Free radical effects on myocardial membrane microviscosity.

Previous studies have shown that myocardial membranes, isolated from ischemic myocardial tissue, showed marked changes in microviscosity. To evaluate the contribution of free radical production and concomitant lipid peroxidation to these changes in microviscosity, the in vitro effects of two radical producing systems (H2O2/FeCl2 and xanthine oxidase/hypoxanthine/FeCl3) were investigated separately on the microviscosity of sarcolemmal, mitochondrial and sarcoplasmic reticulum membranes. In all three membranes both these free radical producing systems caused formation of malondialdehyde as quantitated by the thiobarbituric acid test.

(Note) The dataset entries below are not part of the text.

//! PIN-based team credentials.
//!
//! Hashing and comparison are single bcrypt calls; everything else about
//! credential handling lives outside this crate. A malformed stored hash
//! verifies as a mismatch rather than an error, so a corrupted row can never
//! be logged into but can never panic the engine either.

use tracing::debug;

use crate::error::{MSG_UNEXPECTED, repository_user_message};
use crate::repository::RepositoryError;

/// Errors raised while authenticating a team.
#[derive(Debug, thiserror::Error)]
pub enum AuthError {
    /// Hashing a fresh PIN failed.
    #[error("credential hashing failed: {0}")]
    Hash(#[from] bcrypt::BcryptError),

    /// The store could not be read or the new record could not be created.
    #[error(transparent)]
    Repository(#[from] RepositoryError),
}

impl AuthError {
    /// The user-facing message for this failure.
    pub fn user_message(&self) -> &'static str {
        match self {
            Self::Hash(_) => MSG_UNEXPECTED,
            Self::Repository(err) => repository_user_message(err),
        }
    }
}

/// Hash a plaintext PIN for storage.
pub fn hash_pin(pin: &str) -> Result<String, AuthError> {
    Ok(bcrypt::hash(pin, bcrypt::DEFAULT_COST)?)
}

/// Check a plaintext PIN against a stored hash.
pub fn verify_pin(pin: &str, pin_hash: &str) -> bool {
    match bcrypt::verify(pin, pin_hash) {
        Ok(matched) => matched,
        Err(err) => {
            debug!("stored pin hash did not parse: {}", err);
            false
        }
    }
}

The sensitivity of the membranes to free radical damage differed: the sarcolemma was more sensitive to H2O2 damage, while mitochondrial malondialdehyde production was highest with xanthine oxidase. H2O2/FeCl2 caused a reduction in microviscosity (i.e. increased fluidity) of all three membranes, whereas the xanthine oxidase system increased mitochondrial and sarcolemmal microviscosity and reduced that of the sarcoplasmic reticulum. The similarity between ischemia-induced membrane microviscosity changes and those induced in vitro by xanthine oxidase, indicate a possible causal role for superoxide and hydroxyl free radicals produced during ischemia.